Nearly two years ago, the rapid spread of COVID-19 was wreaking havoc on small businesses across the country. As people stayed home to slow the spread of the virus, business for many small firms grounded to a halt. This was a time of tremendous uncertainty. Small businesses of all shapes and sizes began to wonder how long they could continue paying their rent, employees, and other key expenses.

Congress recognized the pandemic’s threat to small businesses and the overall economy and moved quickly to pass emergency legislation. In late March of 2020, Congress passed the CARES Act on a near-unanimous basis. The bill provided over $376 billion in relief for struggling small businesses.

Most of this money was allocated to the newly created Paycheck Protection Program, commonly known as PPP. Under PPP, banks and other private lenders made fully guaranteed and forgivable SBA loans to small businesses impacted by COVID. These loans were intended to allow small firms to continue to pay their employees and cover other expenses.

Since it launched in April of 2020, PPP has delivered almost $800 billion in emergency loans, making it one of the most extensive relief programs in American history. The Small Business Administration administered more aid during the COVID crisis than it did for all other disaster combined during its 67-year history. Given the massive scale of PPP and other relief programs, and the speed with which it needed to be stood up, it was inevitable that problems would arise.

For example, in the early days of PPP, it became clear that funds weren’t reaching the most vulnerable small businesses. Instead, larger companies with preexisting relationships with big banks were prioritized at the smallest small businesses’ expense.

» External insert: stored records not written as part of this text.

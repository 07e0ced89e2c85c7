use chrono::{DateTime, Utc};
use thiserror::Error;

use crate::sync_service::types::SyncErrorKind;

/// Error type for watch-store operations and transactional scopes.
#[derive(Debug, Error)]
pub enum StoreError {
    #[error("database operation failed: {0}")]
    Database(#[from] diesel::result::Error),
    #[error("failed to connect to database: {0}")]
    Connection(#[from] diesel::ConnectionError),
    #[error("a store scope is already open on this thread")]
    NestedScope,
    #[error("failed to check out a pooled connection: {0}")]
    Pool(#[from] diesel::r2d2::PoolError),
    #[error("invalid value in database: {0}")]
    InvalidValue(String),
    #[error("invalid store input: {0}")]
    InvalidInput(String),
    #[error("failed to run migrations: {0}")]
    Migration(String),
}

/// Materialized row from `bug_trackers`.
#[derive(Debug, Clone, PartialEq, Eq)]
pub struct Tracker {
    pub id: i64,
    pub name: String,
    pub base_url: String,
    /// Registry key used to pick the remote client implementation.
    pub kind: String,
    pub active: bool,
    /// `None` until configured or suggested; `Some(0)` means unlimited.
    pub batch_size: Option<i64>,
    pub sync_comments: bool,
}

/// Materialized row from `bug_watches` plus the count of local comments awaiting push.
#[derive(Debug, Clone, PartialEq, Eq)]
pub struct Watch {
    pub id: i64,
    pub tracker_id: i64,
    pub bug_id: i64,
    pub remote_bug: String,
    pub remote_status: Option<String>,
    pub remote_importance: Option<String>,
    pub local_status: Option<String>,
    pub local_importance: Option<String>,
    pub last_changed: Option<DateTime<Utc>>,
    pub last_checked: Option<DateTime<Utc>>,
    pub next_check: Option<DateTime<Utc>>,
    pub last_error: Option<SyncErrorKind>,
    pub unpushed_comments: i64,
}

/// Materialized row from `bug_watch_activity`.
#[derive(Debug, Clone, PartialEq, Eq)]
pub struct WatchActivity {
    pub id: i64,
    pub watch_id: i64,
    /// `None` records a successful check.
    pub result: Option<SyncErrorKind>,
    pub report_id: Option<String>,
    pub message: String,
    pub activity_date: DateTime<Utc>,
}

/// Local bug data the engine reads but never writes.
#[derive(Debug, Clone, Copy, PartialEq, Eq)]
pub struct LocalBug {
    pub id: i64,
    pub duplicate_of: Option<i64>,
    pub task_count: i64,
}

impl LocalBug {
    /// Not a duplicate and has at least one task; only live bugs exchange comments and links.
    pub fn is_live(&self) -> bool {
        self.duplicate_of.is_none() && self.task_count > 0
    }
}

#[derive(Debug, Clone, Copy, PartialEq, Eq)]
pub enum CommentOrigin {
    Remote,
    Local,
}

impl CommentOrigin {
    pub(crate) fn as_db_str(self) -> &'static str {
        match self {
            CommentOrigin::Remote => "remote",
            CommentOrigin::Local => "local",
        }
    }

    pub(crate) fn from_db_str(value: &str) -> Result<Self, StoreError> {
        match value {
            "remote" => Ok(CommentOrigin::Remote),
            "local" => Ok(CommentOrigin::Local),
            other => Err(StoreError::InvalidValue(format!("comment origin {other}"))),
        }
    }
}

/// Materialized row from `watch_comments`.
#[derive(Debug, Clone, PartialEq, Eq)]
pub struct WatchComment {
    pub id: i64,
    pub watch_id: i64,
    pub remote_comment_id: Option<String>,
    pub origin: CommentOrigin,
    pub author: String,
    pub body: String,
    pub posted_at: DateTime<Utc>,
}

/// One activity row to append for a check attempt.
#[derive(Debug, Clone, PartialEq, Eq)]
pub struct CheckResult<'a> {
    pub result: Option<SyncErrorKind>,
    pub report_id: Option<&'a str>,
    pub message: &'a str,
}

impl<'a> CheckResult<'a> {
    pub fn success(message: &'a str) -> Self {
        Self {
            result: None,
            report_id: None,
            message,
        }
    }

    pub fn failure(kind: SyncErrorKind, report_id: &'a str, message: &'a str) -> Self {
        Self {
            result: Some(kind),
            report_id: Some(report_id),
            message,
        }
    }
}
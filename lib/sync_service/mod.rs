//! The watch synchronization engine: batch selection, per-tracker jobs, scheduling and the
//! orchestrator that ties them together.

pub mod backlink;
pub mod batch_selector;
pub mod classifier;
mod error;
pub mod job;
pub mod orchestrator;
pub mod scheduler;
pub mod types;

use std::sync::Arc;

pub use error::Error;
pub use orchestrator::SyncOrchestrator;
pub use scheduler::SchedulerKind;

use crate::store::{Scope, StoreError, TransactionalStore};

/// Runs one store operation in its own scope on the blocking pool.
pub(crate) async fn run_store_op<T, F>(
    store: &Arc<dyn TransactionalStore>,
    op: F,
) -> Result<T, Error>
where
    T: Send + 'static,
    F: FnOnce(&mut Scope<'_>) -> Result<T, StoreError> + Send + 'static,
{
    let store = Arc::clone(store);
    Ok(tokio::task::spawn_blocking(move || store.with_scope(op)).await??)
}
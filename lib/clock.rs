//! Wall-clock access for the sync engine.

use chrono::{DateTime, Utc};

/// Provides the current time.
///
/// Jobs stamp `last_checked` and compare against remote server time through this trait, so
/// tests can pin "now" and simulate clock skew.
pub trait Clock: Send + Sync {
    /// Returns the current UTC time.
    fn now(&self) -> DateTime<Utc>;
}

/// Clock backed by the operating system.
#[derive(Debug, Default, Clone, Copy)]
pub struct SystemClock;

impl Clock for SystemClock {
    fn now(&self) -> DateTime<Utc> {
        Utc::now()
    }
}

/// Manually driven clock.
#[cfg(any(test, feature = "test-support"))]
#[derive(Debug)]
pub struct FixedClock {
    now: std::sync::Mutex<DateTime<Utc>>,
}

#[cfg(any(test, feature = "test-support"))]
impl FixedClock {
    pub fn new(now: DateTime<Utc>) -> Self {
        Self {
            now: std::sync::Mutex::new(now),
        }
    }

    pub fn advance(&self, by: chrono::TimeDelta) {
        let mut now = self.now.lock().expect("clock mutex poisoned");
        *now += by;
    }
}

#[cfg(any(test, feature = "test-support"))]
impl Clock for FixedClock {
    fn now(&self) -> DateTime<Utc> {
        *self.now.lock().expect("clock mutex poisoned")
    }
}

The initial rollout of PPP also shut out many businesses owned by women and minorities.


This committee worked diligently to address these inequities in the program throughout the pandemic. We fought for set-asides for underserved small businesses and worked to empower the community lenders that serve them. The PPP and Health Care Enhancement Act, created set-asides of PPP funds so that entities like CDFIs, CDCs, and SBA microloan intermediaries could fairly compete with big banks in the program. We also passed my bill, the PPP Flexibility Act, which made PPP loan forgiveness more accessible for firms who needed to spend a greater share of their loan proceeds on non-payroll costs.


And we also passed the Economic Aid Act, which delivered more relief to the hardest hit small businesses through “Second Draw” loans. These changes proved to be effective in making the program more accessible for small businesses. In later rounds of PPP, the average loan size reached approximately $44,000, a marked improvement over the $199,951 average loan size during the initial round.

Many researchers have analyzed the effectiveness of PPP in saving jobs and reaching small businesses. We have a few of those experts with us today. I look forward to hearing more about their research and discussing the insights they’ve gained into the overall efficacy of PPP, and the program updates Congress instituted. By looking closely at these findings, we can better prepare ourselves for future crises and help SBA’s non-pandemic loan programs reach more underserved businesses.